##### Supplied records

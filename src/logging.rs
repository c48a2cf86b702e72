//! Tracing setup: rolling file output plus console, filterable via
//! `RUST_LOG` or the configured level.

use tracing_appender::non_blocking::WorkerGuard;
use tracing_appender::rolling::{RollingFileAppender, Rotation};
use tracing_subscriber::{fmt, prelude::*, EnvFilter};

use crate::config::AppConfig;

/// Unrecognized values fall back to a single unrotated file.
fn rotation(kind: &str) -> Rotation {
    match kind {
        "hourly" => Rotation::HOURLY,
        "daily" => Rotation::DAILY,
        _ => Rotation::NEVER,
    }
}

/// Installs the global subscriber. The returned guard owns the background
/// log writer; dropping it flushes and stops file output.
pub fn init_logging(config: &AppConfig) -> WorkerGuard {
    let appender = RollingFileAppender::new(
        rotation(&config.rotation),
        &config.log_dir,
        &config.log_file,
    );
    let (file_writer, guard) = tracing_appender::non_blocking(appender);

    let filter = EnvFilter::try_from_default_env()
        .unwrap_or_else(|_| EnvFilter::new(config.log_level.clone()));

    let file_layer = fmt::layer().with_writer(file_writer).with_ansi(false);
    let registry = tracing_subscriber::registry().with(filter);

    if config.use_json {
        // JSON goes to the file only; operators tail it with jq.
        registry.with(file_layer.json().with_target(true)).init();
    } else {
        let console_layer = fmt::layer().with_target(false).with_ansi(true);
        registry
            .with(file_layer.with_target(false))
            .with(console_layer)
            .init();
    }

    guard
}

#[cfg(test)]
mod tests {
    use super::*;

    #[test]
    fn test_rotation_parsing_defaults_to_never() {
        assert_eq!(rotation("hourly"), Rotation::HOURLY);
        assert_eq!(rotation("daily"), Rotation::DAILY);
        assert_eq!(rotation("never"), Rotation::NEVER);
        assert_eq!(rotation("weekly"), Rotation::NEVER);
        assert_eq!(rotation(""), Rotation::NEVER);
    }
}
//! `window.ethereum` as a [`WalletProvider`].

use gm_api::{
    chains::AddChainParams,
    contracts::TransactionRequest,
    error::ProviderError,
    provider::{EventHandler, Subscription, WalletProvider},
};

/// JSON-RPC "internal error", used when the extension misbehaves.
const INTERNAL_ERROR: i64 = -32603;

#[cfg(feature = "web")]
pub use web::InjectedProvider;

#[cfg(feature = "web")]
mod web {
    use std::rc::Rc;

    use gm_api::provider::{parse_chain_id, WalletEvent};
    use js_sys::{Array, Function, Object, Promise, Reflect, JSON};
    use serde::Serialize;
    use wasm_bindgen::{prelude::*, JsCast};

    use super::*;

    pub struct InjectedProvider {
        ethereum: JsValue,
    }

    impl InjectedProvider {
        /// `None` when no wallet extension injected `window.ethereum`.
        pub fn detect() -> Option<Self> {
            let window = web_sys::window()?;
            let ethereum = Reflect::get(&window, &JsValue::from_str("ethereum")).ok()?;
            if ethereum.is_undefined() || ethereum.is_null() {
                return None;
            }
            Some(Self { ethereum })
        }

        fn method(&self, name: &str) -> Result<Function, ProviderError> {
            Reflect::get(&self.ethereum, &JsValue::from_str(name))
                .ok()
                .and_then(|f| f.dyn_into::<Function>().ok())
                .ok_or_else(|| ProviderError::new(INTERNAL_ERROR, format!("ethereum.{name} is not a function")))
        }

        async fn request(&self, method: &str, params: Array) -> Result<JsValue, ProviderError> {
            let args = Object::new();
            set(&args, "method", &JsValue::from_str(method))?;
            set(&args, "params", &params)?;

            let promise = self
                .method("request")?
                .call1(&self.ethereum, &args)
                .map_err(provider_error)?;
            let promise: Promise = promise
                .dyn_into()
                .map_err(|_| ProviderError::new(INTERNAL_ERROR, "request did not return a promise"))?;
            wasm_bindgen_futures::JsFuture::from(promise)
                .await
                .map_err(provider_error)
        }

        async fn request_accounts_via(&self, method: &str) -> Result<Vec<String>, ProviderError> {
            let result = self.request(method, Array::new()).await?;
            Ok(Array::from(&result)
                .iter()
                .filter_map(|a| a.as_string())
                .collect())
        }
    }

    fn set(target: &Object, key: &str, value: &JsValue) -> Result<(), ProviderError> {
        Reflect::set(target, &JsValue::from_str(key), value)
            .map(|_| ())
            .map_err(provider_error)
    }

    fn to_js<T: Serialize>(value: &T) -> Result<JsValue, ProviderError> {
        let json = serde_json::to_string(value)
            .map_err(|e| ProviderError::new(INTERNAL_ERROR, e.to_string()))?;
        JSON::parse(&json).map_err(provider_error)
    }

    /// EIP-1193 errors carry `code` and `message`; anything else is internal.
    fn provider_error(err: JsValue) -> ProviderError {
        let code = Reflect::get(&err, &JsValue::from_str("code"))
            .ok()
            .and_then(|c| c.as_f64())
            .map(|c| c as i64)
            .unwrap_or(INTERNAL_ERROR);
        let message = Reflect::get(&err, &JsValue::from_str("message"))
            .ok()
            .and_then(|m| m.as_string())
            .unwrap_or_else(|| format!("{err:?}"));
        ProviderError::new(code, message)
    }

    impl WalletProvider for InjectedProvider {
        async fn get_accounts(&self) -> Result<Vec<String>, ProviderError> {
            self.request_accounts_via("eth_accounts").await
        }

        async fn request_accounts(&self) -> Result<Vec<String>, ProviderError> {
            self.request_accounts_via("eth_requestAccounts").await
        }

        async fn chain_id(&self) -> Result<u64, ProviderError> {
            let raw = self.request("eth_chainId", Array::new()).await?;
            raw.as_string()
                .as_deref()
                .and_then(parse_chain_id)
                .ok_or_else(|| ProviderError::new(INTERNAL_ERROR, "malformed eth_chainId result"))
        }

        async fn switch_chain(&self, chain_id: u64) -> Result<(), ProviderError> {
            let param = Object::new();
            set(&param, "chainId", &JsValue::from_str(&format!("{chain_id:#x}")))?;
            self.request("wallet_switchEthereumChain", Array::of1(&param))
                .await
                .map(|_| ())
        }

        async fn add_chain(&self, params: &AddChainParams) -> Result<(), ProviderError> {
            self.request("wallet_addEthereumChain", Array::of1(&to_js(params)?))
                .await
                .map(|_| ())
        }

        async fn send_transaction(&self, tx: &TransactionRequest) -> Result<String, ProviderError> {
            let hash = self
                .request("eth_sendTransaction", Array::of1(&to_js(tx)?))
                .await?;
            hash.as_string()
                .ok_or_else(|| ProviderError::new(INTERNAL_ERROR, "transaction hash is not a string"))
        }

        fn subscribe(&self, handler: EventHandler) -> Subscription {
            let (Ok(on), Ok(remove)) = (self.method("on"), self.method("removeListener")) else {
                tracing::warn!("wallet does not support event listeners");
                return Subscription::noop();
            };
            let handler = Rc::new(handler);

            let accounts_handler = handler.clone();
            let accounts_changed = Closure::<dyn Fn(JsValue)>::new(move |accounts: JsValue| {
                let accounts = Array::from(&accounts)
                    .iter()
                    .filter_map(|a| a.as_string())
                    .collect();
                accounts_handler(WalletEvent::AccountsChanged(accounts));
            });
            let chain_changed = Closure::<dyn Fn(JsValue)>::new(move |chain: JsValue| {
                match chain.as_string().as_deref().and_then(parse_chain_id) {
                    Some(id) => handler(WalletEvent::ChainChanged(id)),
                    None => tracing::warn!("ignoring malformed chainChanged payload"),
                }
            });

            let listeners = [
                ("accountsChanged", accounts_changed),
                ("chainChanged", chain_changed),
            ];
            for (event, listener) in &listeners {
                if let Err(e) = on.call2(&self.ethereum, &JsValue::from_str(event), listener.as_ref()) {
                    tracing::error!("failed to subscribe to {}: {:?}", event, e);
                }
            }

            let ethereum = self.ethereum.clone();
            Subscription::new(move || {
                for (event, listener) in &listeners {
                    let _ = remove.call2(&ethereum, &JsValue::from_str(event), listener.as_ref());
                }
            })
        }
    }
}

/// Stand-in for non-browser builds. There is never an injected wallet.
#[cfg(not(feature = "web"))]
pub struct InjectedProvider;

#[cfg(not(feature = "web"))]
impl InjectedProvider {
    pub fn detect() -> Option<Self> {
        None
    }

    fn unavailable() -> ProviderError {
        ProviderError::new(INTERNAL_ERROR, "Browser wallets are only available in web mode")
    }
}

#[cfg(not(feature = "web"))]
impl WalletProvider for InjectedProvider {
    async fn get_accounts(&self) -> Result<Vec<String>, ProviderError> {
        Err(Self::unavailable())
    }

    async fn request_accounts(&self) -> Result<Vec<String>, ProviderError> {
        Err(Self::unavailable())
    }

    async fn chain_id(&self) -> Result<u64, ProviderError> {
        Err(Self::unavailable())
    }

    async fn switch_chain(&self, _chain_id: u64) -> Result<(), ProviderError> {
        Err(Self::unavailable())
    }

    async fn add_chain(&self, _params: &AddChainParams) -> Result<(), ProviderError> {
        Err(Self::unavailable())
    }

    async fn send_transaction(&self, _tx: &TransactionRequest) -> Result<String, ProviderError> {
        Err(Self::unavailable())
    }

    fn subscribe(&self, _handler: EventHandler) -> Subscription {
        Subscription::noop()
    }
}
use std::{fmt::Display, str::FromStr};

use serde::{
    de::{DeserializeOwned, IgnoredAny},
    Deserialize, Deserializer, Serialize,
};
use serde_json::{json, Value};

use super::{queries, StatsSource};
use crate::{
    address::Address,
    chains::ChainConfig,
    error::QueryError,
    state::{ChainGlobalStats, CheckinRecord, DailyStats, NavigatorStats, UserRanking},
};

#[derive(Serialize)]
struct GraphQlQuery<'a> {
    query: &'a str,
    variables: Value,
}

#[derive(Deserialize)]
struct GraphQlResponse<T> {
    data: Option<T>,
    errors: Option<Vec<GraphQlError>>,
}

#[derive(Deserialize)]
struct GraphQlError {
    message: String,
}

/// Posts `query` to a subgraph endpoint and decodes `data`.
pub async fn post_query<T: DeserializeOwned>(
    client: &reqwest::Client,
    url: &str,
    query: &str,
    variables: Value,
) -> Result<T, QueryError> {
    let response = client
        .post(url)
        .json(&GraphQlQuery { query, variables })
        .send()
        .await?
        .error_for_status()?;

    let body: GraphQlResponse<T> = response.json().await?;

    if let Some(errors) = body.errors.filter(|e| !e.is_empty()) {
        let message = errors
            .into_iter()
            .map(|e| e.message)
            .collect::<Vec<_>>()
            .join("; ");
        return Err(QueryError::GraphQl(message));
    }

    body.data.ok_or(QueryError::MissingData)
}

/// Subgraphs encode `BigInt` as strings and `Int` as numbers; accept both.
pub(crate) fn flexible<'de, D, T>(deserializer: D) -> Result<T, D::Error>
where
    D: Deserializer<'de>,
    T: FromStr,
    T::Err: Display,
{
    let raw = match Value::deserialize(deserializer)? {
        Value::String(s) => s,
        Value::Number(n) => n.to_string(),
        Value::Null => "0".to_string(),
        other => {
            return Err(serde::de::Error::custom(format!(
                "expected a number, got {other}"
            )))
        }
    };
    raw.parse().map_err(serde::de::Error::custom)
}

#[derive(Deserialize)]
#[serde(rename_all = "camelCase")]
pub(crate) struct RawNavigator {
    id: Address,
    #[serde(deserialize_with = "flexible")]
    total_checkins: u64,
    #[serde(deserialize_with = "flexible")]
    current_streak: u32,
    #[serde(deserialize_with = "flexible")]
    max_streak: u32,
    #[serde(deserialize_with = "flexible")]
    total_tax_paid: u128,
    #[serde(deserialize_with = "flexible")]
    first_checkin_timestamp: u64,
    #[serde(deserialize_with = "flexible")]
    last_checkin_timestamp: u64,
}

impl From<RawNavigator> for NavigatorStats {
    fn from(raw: RawNavigator) -> Self {
        Self {
            address: raw.id,
            total_checkins: raw.total_checkins,
            current_streak: raw.current_streak,
            max_streak: raw.max_streak,
            total_tax_paid: raw.total_tax_paid,
            first_checkin_at: raw.first_checkin_timestamp,
            last_checkin_at: raw.last_checkin_timestamp,
        }
    }
}

#[derive(Deserialize)]
#[serde(rename_all = "camelCase")]
struct RawGlobalStats {
    #[serde(deserialize_with = "flexible")]
    total_navigators: u64,
    #[serde(deserialize_with = "flexible")]
    total_checkins: u64,
    #[serde(deserialize_with = "flexible")]
    total_tax_collected: u128,
}

#[derive(Deserialize)]
#[serde(rename_all = "camelCase")]
struct RawCheckin {
    id: String,
    #[serde(deserialize_with = "flexible")]
    timestamp: u64,
    #[serde(deserialize_with = "flexible")]
    block_number: u64,
    transaction_hash: String,
    #[serde(deserialize_with = "flexible")]
    streak: u32,
    #[serde(deserialize_with = "flexible")]
    tax_paid: u128,
}

#[derive(Deserialize)]
#[serde(rename_all = "camelCase")]
struct RawDailyStats {
    #[serde(deserialize_with = "flexible")]
    day: u64,
    #[serde(deserialize_with = "flexible")]
    checkins: u64,
    #[serde(deserialize_with = "flexible")]
    unique_navigators: u64,
    #[serde(deserialize_with = "flexible")]
    tax_collected: u128,
}

#[derive(Deserialize)]
struct NavigatorData {
    navigator: Option<RawNavigator>,
}

#[derive(Deserialize)]
struct NavigatorsData {
    navigators: Vec<RawNavigator>,
}

#[derive(Deserialize)]
#[serde(rename_all = "camelCase")]
struct GlobalStatsData {
    global_stats: Option<RawGlobalStats>,
}

#[derive(Deserialize)]
struct CheckinsData {
    checkins: Vec<RawCheckin>,
}

#[derive(Deserialize)]
#[serde(rename_all = "camelCase")]
struct DailyStatsData {
    daily_stats: Vec<RawDailyStats>,
}

#[derive(Deserialize)]
struct TotalOnly {
    #[serde(rename = "totalCheckins", deserialize_with = "flexible")]
    total_checkins: u64,
}

#[derive(Deserialize)]
struct NavigatorCount {
    #[serde(rename = "totalNavigators", deserialize_with = "flexible")]
    total_navigators: u64,
}

#[derive(Deserialize)]
#[serde(rename_all = "camelCase")]
struct RankingData {
    navigator: Option<TotalOnly>,
    ahead: Vec<IgnoredAny>,
    global_stats: Option<NavigatorCount>,
}

/// [`StatsSource`] backed by each chain's check-in subgraph.
#[derive(Clone, Default)]
pub struct GraphqlSource {
    client: reqwest::Client,
}

impl GraphqlSource {
    pub fn new(client: reqwest::Client) -> Self {
        Self { client }
    }

    /// Rank of `address` on a single chain, from the chain's own index.
    pub async fn chain_rank(
        &self,
        chain: &ChainConfig,
        address: Address,
    ) -> Result<UserRanking, QueryError> {
        let Some(navigator) = self.navigator(chain, address).await? else {
            let global = self.global_stats(chain).await?;
            return Ok(UserRanking {
                rank: 0,
                total_users: global.total_navigators as usize,
            });
        };
        let data: RankingData = post_query(
            &self.client,
            chain.subgraph_url,
            queries::USER_RANKING,
            json!({ "id": address.to_hex(), "total": navigator.total_checkins.to_string() }),
        )
        .await?;
        Ok(UserRanking::from(data))
    }
}

impl From<RankingData> for UserRanking {
    fn from(data: RankingData) -> Self {
        let total_users = data
            .global_stats
            .map(|g| g.total_navigators as usize)
            .unwrap_or_default();
        match data.navigator {
            Some(n) if n.total_checkins > 0 => UserRanking {
                rank: data.ahead.len() + 1,
                total_users,
            },
            _ => UserRanking {
                rank: 0,
                total_users,
            },
        }
    }
}

impl StatsSource for GraphqlSource {
    async fn navigator(
        &self,
        chain: &ChainConfig,
        address: Address,
    ) -> Result<Option<NavigatorStats>, QueryError> {
        let data: NavigatorData = post_query(
            &self.client,
            chain.subgraph_url,
            queries::USER_STATS,
            json!({ "id": address.to_hex() }),
        )
        .await?;
        Ok(data.navigator.map(NavigatorStats::from))
    }

    async fn global_stats(&self, chain: &ChainConfig) -> Result<ChainGlobalStats, QueryError> {
        let data: GlobalStatsData =
            post_query(&self.client, chain.subgraph_url, queries::GLOBAL_STATS, json!({})).await?;
        let stats = data.global_stats.ok_or(QueryError::MissingData)?;
        Ok(ChainGlobalStats {
            chain_id: chain.chain_id(),
            total_navigators: stats.total_navigators,
            total_checkins: stats.total_checkins,
            total_tax_collected: stats.total_tax_collected,
        })
    }

    async fn leaderboard(
        &self,
        chain: &ChainConfig,
        first: usize,
    ) -> Result<Vec<NavigatorStats>, QueryError> {
        let data: NavigatorsData = post_query(
            &self.client,
            chain.subgraph_url,
            queries::LEADERBOARD,
            json!({ "first": first }),
        )
        .await?;
        Ok(data.navigators.into_iter().map(NavigatorStats::from).collect())
    }

    async fn user_checkins(
        &self,
        chain: &ChainConfig,
        address: Address,
        first: usize,
    ) -> Result<Vec<CheckinRecord>, QueryError> {
        let data: CheckinsData = post_query(
            &self.client,
            chain.subgraph_url,
            queries::USER_CHECKINS,
            json!({ "navigator": address.to_hex(), "first": first }),
        )
        .await?;
        let chain_id = chain.chain_id();
        Ok(data
            .checkins
            .into_iter()
            .map(|c| CheckinRecord {
                chain_id,
                id: c.id,
                timestamp: c.timestamp,
                block_number: c.block_number,
                transaction_hash: c.transaction_hash,
                streak: c.streak,
                tax_paid: c.tax_paid,
            })
            .collect())
    }

    async fn daily_stats(
        &self,
        chain: &ChainConfig,
        days: usize,
    ) -> Result<Vec<DailyStats>, QueryError> {
        let data: DailyStatsData = post_query(
            &self.client,
            chain.subgraph_url,
            queries::DAILY_STATS,
            json!({ "first": days }),
        )
        .await?;
        Ok(data
            .daily_stats
            .into_iter()
            .map(|d| DailyStats {
                day: d.day,
                checkins: d.checkins,
                unique_navigators: d.unique_navigators,
                tax_collected: d.tax_collected,
            })
            .collect())
    }
}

##########

Please transcribe the data exactly from its first line. End with the line that contains "let (file_writer, guard)".

» **Completed task**
filename src/logging.rs
repository c48a2cf86b702e72
//! Tracing setup: rolling file output plus console, filterable via
//! `RUST_LOG` or the configured level.

use tracing_appender::non_blocking::WorkerGuard;
use tracing_appender::rolling::{RollingFileAppender, Rotation};
use tracing_subscriber::{fmt, prelude::*, EnvFilter};

use crate::config::AppConfig;

/// Unrecognized values fall back to a single unrotated file.
fn rotation(kind: &str) -> Rotation {
    match kind {
        "hourly" => Rotation::HOURLY,
        "daily" => Rotation::DAILY,
        _ => Rotation::NEVER,
    }
}

/// Installs the global subscriber. The returned guard owns the background
/// log writer; dropping it flushes and stops file output.
pub fn init_logging(config: &AppConfig) -> WorkerGuard {
    let appender = RollingFileAppender::new(
        rotation(&config.rotation),
        &config.log_dir,
        &config.log_file,
    );
    let (file_writer, guard) = tracing_appender::non_blocking(appender);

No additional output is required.